Perhaps part of the reason he can so appreciate this high point in his career is because he remembers what it was like to feel just the opposite. About seven years ago, the Mobile, Alabama, native was a bank vice president in New York City with an enviable salary and lifestyle. But, he says, “I was in a state of constant complaint. I hated my job.”
In search of a positive outlet, he started taking weekend courses in screenplay writing and film production. “The minute I walked into that classroom, my life changed. I knew there was another way to live,” says Alexander. Yet, while his mind-set changed, his lifestyle didn’t, for reasons anyone can understand: fear of leaving a job without having a job; fear of disappointing friends and family who were proud of his so-called success; fear of failure; fear of the unknown; fear of change.
Whether you need it, choose it, crave it (as Alexander did), or have it thrust upon you, change is never easy. Changes in our health, our jobs, our finances, and our personal lives can send us reeling. Even just changing your diet or exercise habits are more than most of us can stand for more than the first two weeks of a new year. Let’s face it: We are creatures of habit. Routine and predictability are comforting. Shaking it all up launches us out of that comfort zone and forces us to adapt, often when we’re not certain of the outcome.
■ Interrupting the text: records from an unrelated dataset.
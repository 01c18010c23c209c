//! Error types for the display core
//!
//! Errors fall into three groups. Resource errors (shader compilation, program
//! linking, GPU allocation, required uniforms) and configuration errors (a
//! drawable missing mandatory state, a core of the wrong type) are fatal for
//! the current render call. Context loss is transient: the display resets and
//! rebuilds on the next frame.

use crate::render::gl::ShaderStage;

/// Errors raised by the display core
#[derive(Debug, Clone, PartialEq, thiserror::Error)]
pub enum RenderError {
    /// A shader failed to compile
    #[error("{stage:?} shader failed to compile: {log}")]
    ShaderCompile {
        /// Stage that failed
        stage: ShaderStage,
        /// Compiler info log
        log: String,
    },

    /// A program failed to link
    #[error("Program {program} failed to link: {log}")]
    ProgramLink {
        /// Display-level program id
        program: u32,
        /// Linker info log
        log: String,
    },

    /// A uniform declared as required was not found in the linked program
    #[error("Program {program} is missing required uniform {name}")]
    MissingUniform {
        /// Display-level program id
        program: u32,
        /// Uniform name
        name: String,
    },

    /// GPU resource creation failed (buffers, textures, framebuffers)
    #[error("Resource creation failed: {0}")]
    ResourceCreation(String),

    /// The scene handed the display incomplete or inconsistent state
    #[error("Configuration error: {0}")]
    Configuration(String),

    /// The graphics context was lost; the pass was abandoned
    #[error("Graphics context lost")]
    ContextLost,

    /// No object with this id exists in the display
    #[error("Unknown object: {0}")]
    UnknownObject(String),

    /// A core handle does not refer to a live core
    #[error("Unknown or released core handle")]
    UnknownCore,

    /// A shared registry lock was poisoned by a panicking thread
    #[error("Shared registry poisoned: {0}")]
    RegistryPoisoned(&'static str),
}

impl RenderError {
    /// Whether the error terminates the current render call
    ///
    /// Everything except context loss is fatal. Context loss is recovered by
    /// rebuilding on the next frame.
    pub fn is_fatal(&self) -> bool {
        !matches!(self, Self::ContextLost)
    }
}

/// Result type for display operations
pub type RenderResult<T> = Result<T, RenderError>;

#[cfg(test)]
mod tests {
    use super::*;

    #[test]
    fn test_only_context_loss_is_transient() {
        assert!(!RenderError::ContextLost.is_fatal());
        assert!(RenderError::Configuration("no geometry".into()).is_fatal());
        assert!(RenderError::ShaderCompile {
            stage: ShaderStage::Fragment,
            log: "syntax error".into(),
        }
        .is_fatal());
    }

    #[test]
    fn test_messages_carry_details() {
        let err = RenderError::MissingUniform {
            program: 3,
            name: "u_pickColor".into(),
        };
        assert_eq!(err.to_string(), "Program 3 is missing required uniform u_pickColor");
    }
}
fn builtin_types() -> Vec<ChunkType> {
    let draw_and_pick = ChunkHooks::BUILD | ChunkHooks::DRAW_AND_PICK;
    let draw = ChunkHooks::BUILD | ChunkHooks::DRAW;
    let entry = |kind, program_global, unique, hooks, create: fn() -> Box<dyn ChunkBehavior>| ChunkType {
        kind,
        program_global,
        unique,
        hooks,
        create,
    };
    vec![
        entry(ChunkKind::Program, false, false, ChunkHooks::DRAW | ChunkHooks::PICK, shading::ProgramChunk::boxed),
        entry(ChunkKind::Xform, false, false, draw_and_pick, transform::XformChunk::boxed),
        entry(ChunkKind::LookAt, false, false, draw_and_pick, transform::LookAtChunk::boxed),
        entry(ChunkKind::Camera, false, false, draw_and_pick, transform::CameraChunk::boxed),
        entry(ChunkKind::Flags, true, false, ChunkHooks::DRAW | ChunkHooks::PICK, state::FlagsChunk::boxed),
        entry(ChunkKind::Shader, false, false, draw_and_pick, shading::ShaderChunk::boxed),
        entry(ChunkKind::ShaderParams, false, false, draw_and_pick, shading::ShaderParamsChunk::boxed),
        entry(ChunkKind::DepthBuffer, true, false, ChunkHooks::DRAW_AND_PICK, state::DepthBufferChunk::boxed),
        entry(ChunkKind::ColorBuffer, true, false, ChunkHooks::DRAW, state::ColorBufferChunk::boxed),
        entry(ChunkKind::View, true, false, ChunkHooks::DRAW_AND_PICK, state::ViewChunk::boxed),
        entry(ChunkKind::Name, false, true, ChunkHooks::BUILD | ChunkHooks::PICK, picking::NameChunk::boxed),
        entry(ChunkKind::Lights, false, false, draw, shading::LightsChunk::boxed),
        entry(ChunkKind::Material, false, false, draw, shading::MaterialChunk::boxed),
        entry(ChunkKind::Texture, false, false, draw, shading::TextureChunk::boxed),
        entry(ChunkKind::Clips, false, false, draw_and_pick, shading::ClipsChunk::boxed),
        entry(ChunkKind::Renderer, true, false, ChunkHooks::DRAW_AND_PICK, state::RendererChunk::boxed),
        entry(ChunkKind::Geometry, false, false, draw_and_pick, geometry::GeometryChunk::boxed),
        entry(ChunkKind::MorphGeometry, false, false, draw_and_pick, geometry::MorphGeometryChunk::boxed),
        entry(ChunkKind::Draw, false, true, ChunkHooks::DRAW_AND_PICK, geometry::DrawChunk::boxed),
        entry(ChunkKind::RenderTarget, true, false, ChunkHooks::DRAW, target::RenderTargetChunk::boxed),
    ]
}

#[cfg(test)]
mod tests {
    use super::*;
    use crate::render::cores::FlagsCore;

    #[test]
    fn test_slots_follow_kind_order() {
        for (slot, kind) in ChunkKind::OBJECT_KINDS.iter().enumerate() {
            assert_eq!(kind.slot(), Some(slot));
        }
        assert_eq!(ChunkKind::RenderTarget.slot(), None);
    }

    #[test]
    fn test_every_kind_has_a_builtin_type() {
        let factory = ChunkFactory::with_builtin_types();
        for kind in ChunkKind::OBJECT_KINDS {
            assert!(factory.chunk_type(kind).is_some(), "{kind:?}");
        }
        assert!(factory.chunk_type(ChunkKind::RenderTarget).is_some());
    }

    #[test]
    fn test_chunks_shared_by_program_and_core() {
        let mut cores = CoreRegistry::new();
        let flags = cores.get_or_insert_core(None, CoreData::Flags(FlagsCore::default()));
        let mut factory = ChunkFactory::with_builtin_types();

        let a = factory.get_chunk(ChunkKind::Material, Some(1), Some(flags)).unwrap();
        let b = factory.get_chunk(ChunkKind::Material, Some(1), Some(flags)).unwrap();
        let c = factory.get_chunk(ChunkKind::Material, Some(2), Some(flags)).unwrap();
        assert_eq!(a, b);
        assert_ne!(a, c);
        assert_eq!(factory.get(a).unwrap().use_count(), 2);

        let global_1 = factory.get_chunk(ChunkKind::Flags, Some(1), Some(flags)).unwrap();
        let global_2 = factory.get_chunk(ChunkKind::Flags, Some(2), Some(flags)).unwrap();
        assert_eq!(global_1, global_2);
        assert_eq!(factory.get(global_1).unwrap().id().program, None);
    }

    #[test]
    fn test_put_chunk_destroys_at_zero() {
        let mut factory = ChunkFactory::with_builtin_types();
        let a = factory.get_chunk(ChunkKind::Program, Some(1), None).unwrap();
        factory.get_chunk(ChunkKind::Program, Some(1), None).unwrap();
        factory.put_chunk(a);
        assert!(factory.get(a).is_some());
        factory.put_chunk(a);
        assert!(factory.get(a).is_none());
        assert!(factory.is_empty());

        let fresh = factory.get_chunk(ChunkKind::Program, Some(1), None).unwrap();
        assert_eq!(factory.get(fresh).unwrap().use_count(), 1);
    }

    #[test]
    fn test_unregistered_kind_is_a_configuration_error() {
        let mut factory = ChunkFactory::new();
        assert!(matches!(
            factory.get_chunk(ChunkKind::Draw, Some(1), None),
            Err(RenderError::Configuration(_))
        ));
    }

    #[test]
    fn test_pass_participation() {
        let mut factory = ChunkFactory::with_builtin_types();
        let color_buffer = factory.get_chunk(ChunkKind::ColorBuffer, None, None).unwrap();
        let name = factory.get_chunk(ChunkKind::Name, Some(1), None).unwrap();
        let draw = factory.get_chunk(ChunkKind::Draw, Some(1), None).unwrap();

        let color_buffer = factory.get(color_buffer).unwrap();
        assert!(color_buffer.runs_in(Pass::Color));
        assert!(!color_buffer.runs_in(Pass::Pick));

        let name = factory.get(name).unwrap();
        assert!(!name.runs_in(Pass::Color));
        assert!(name.runs_in(Pass::Pick));
        assert!(name.is_unique());

        let draw = factory.get(draw).unwrap();
        assert!(draw.runs_in(Pass::Color) && draw.runs_in(Pass::Pick));
    }
}
//! Shared renderer state
//!
//! The core registry and the object pool are shared by every display of a
//! renderer. They live here behind mutexes rather than in globals, so two
//! independent renderers never see each other's cores.

use std::sync::{Arc, Mutex, MutexGuard};

use crate::core::config::DisplayConfig;
use crate::render::cores::CoreRegistry;
use crate::render::display::ObjectFactory;
use crate::render::{RenderError, RenderResult};

/// Registries shared by the displays of one renderer
#[derive(Debug)]
pub struct RendererContext {
    cores: Mutex<CoreRegistry>,
    objects: Mutex<ObjectFactory>,
}

impl RendererContext {
    /// Create a context; the pool follows the config's pooling policy
    pub fn new(config: &DisplayConfig) -> Arc<Self> {
        Arc::new(Self {
            cores: Mutex::new(CoreRegistry::new()),
            objects: Mutex::new(ObjectFactory::new(config.pooling, config.initial_object_capacity)),
        })
    }

    /// Lock the core registry
    pub fn cores(&self) -> RenderResult<MutexGuard<'_, CoreRegistry>> {
        self.cores
            .lock()
            .map_err(|_| RenderError::RegistryPoisoned("core registry"))
    }

    /// Lock the object pool
    pub fn objects(&self) -> RenderResult<MutexGuard<'_, ObjectFactory>> {
        self.objects
            .lock()
            .map_err(|_| RenderError::RegistryPoisoned("object pool"))
    }
}

#[cfg(test)]
mod tests {
    use super::*;
    use crate::render::cores::{CoreData, FlagsCore};

    #[test]
    fn test_contexts_do_not_share_cores() {
        let config = DisplayConfig::default();
        let a = RendererContext::new(&config);
        let b = RendererContext::new(&config);
        a.cores()
            .unwrap()
            .get_or_insert_core(Some("flags"), CoreData::Flags(FlagsCore::default()));
        assert_eq!(a.cores().unwrap().len(), 1);
        assert!(b.cores().unwrap().is_empty());
    }

    #[test]
    fn test_shared_across_threads() {
        let context = RendererContext::new(&DisplayConfig::default());
        let handles: Vec<_> = (0..4)
            .map(|_| {
                let context = Arc::clone(&context);
                std::thread::spawn(move || {
                    context
                        .cores()
                        .unwrap()
                        .get_or_insert_core(Some("shared"), CoreData::Flags(FlagsCore::default()))
                })
            })
            .collect();
        let keys: Vec<_> = handles.into_iter().map(|h| h.join().unwrap()).collect();
        assert!(keys.windows(2).all(|w| w[0] == w[1]));
        let cores = context.cores().unwrap();
        assert_eq!(cores.get(keys[0]).unwrap().use_count(), 4);
    }
}
/// Cores used for slots a drawable leaves empty
#[derive(Debug, Clone, Copy)]
struct DefaultCores {
    xform: CoreKey,
    look_at: CoreKey,
    camera: CoreKey,
    flags: CoreKey,
    depth_buffer: CoreKey,
    color_buffer: CoreKey,
    view: CoreKey,
    renderer: CoreKey,
    material: CoreKey,
}

impl DefaultCores {
    fn create(cores: &mut CoreRegistry) -> Self {
        let mut insert = |data: CoreData| cores.get_or_insert_core(None, data);
        Self {
            xform: insert(CoreData::Xform(XformCore::default())),
            look_at: insert(CoreData::LookAt(LookAtCore::default())),
            camera: insert(CoreData::Camera(CameraCore::default())),
            flags: insert(CoreData::Flags(FlagsCore::default())),
            depth_buffer: insert(CoreData::DepthBuffer(DepthBufferCore::default())),
            color_buffer: insert(CoreData::ColorBuffer(ColorBufferCore::default())),
            view: insert(CoreData::View(ViewCore::default())),
            renderer: insert(CoreData::Renderer(RendererCore::default())),
            material: insert(CoreData::Material(MaterialCore::default())),
        }
    }

    fn keys(&self) -> [CoreKey; 9] {
        [
            self.xform,
            self.look_at,
            self.camera,
            self.flags,
            self.depth_buffer,
            self.color_buffer,
            self.view,
            self.renderer,
            self.material,
        ]
    }

    fn fill(&self, state: &mut DrawState) {
        state.xform.get_or_insert(self.xform);
        state.look_at.get_or_insert(self.look_at);
        state.camera.get_or_insert(self.camera);
        state.flags.get_or_insert(self.flags);
        state.depth_buffer.get_or_insert(self.depth_buffer);
        state.color_buffer.get_or_insert(self.color_buffer);
        state.view.get_or_insert(self.view);
        state.renderer.get_or_insert(self.renderer);
        state.material.get_or_insert(self.material);
    }
}

type ErrorListener = Box<dyn FnMut(&RenderError) + Send>;

/// Draw-list builder and executor for one canvas
pub struct Display {
    context: Arc<RendererContext>,
    config: DisplayConfig,
    programs: ProgramFactory,
    chunks: ChunkFactory,
    objects: HashMap<String, DisplayObject>,
    next_seq: u64,
    order: Vec<String>,
    defaults: DefaultCores,
    frame: FrameContext,
    draw_list: DrawList,
    pick_list: DrawList,
    target_chunks: Vec<ChunkKey>,
    pick_buffer: Option<PickBuffer>,
    dirty: DirtyFlags,
    core_revision: u64,
    ambient: Option<[f32; 3]>,
    listeners: Vec<ErrorListener>,
    stats: FrameStats,
    needs_restore: bool,
}

impl fmt::Debug for Display {
    fn fmt(&self, f: &mut fmt::Formatter<'_>) -> fmt::Result {
        f.debug_struct("Display")
            .field("objects", &self.objects.len())
            .field("programs", &self.programs.len())
            .field("chunks", &self.chunks.len())
            .field("dirty", &self.dirty)
            .field("stats", &self.stats)
            .finish_non_exhaustive()
    }
}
The technology boom has us all in a constant state of flux as new products and applications replace old ways of doing things almost daily in our work and in our lives. As if that’s not enough, the current economy with its attendant layoffs, the trauma of Sept. 11, and the constant threat of war only exacerbate the problem. As the old saying goes, “Too much of anything is a bad thing.” Or, as Mary-Frances Winters, CEO of The Winters Group Inc. in Rochester, New York, and author of Only Wet Babies Like Change: Workplace Wisdom for Baby Boomers (Renaissance Publishing Inc.; $24.95), says, “No one can stay on a roller coaster for too long without feeling queasy.”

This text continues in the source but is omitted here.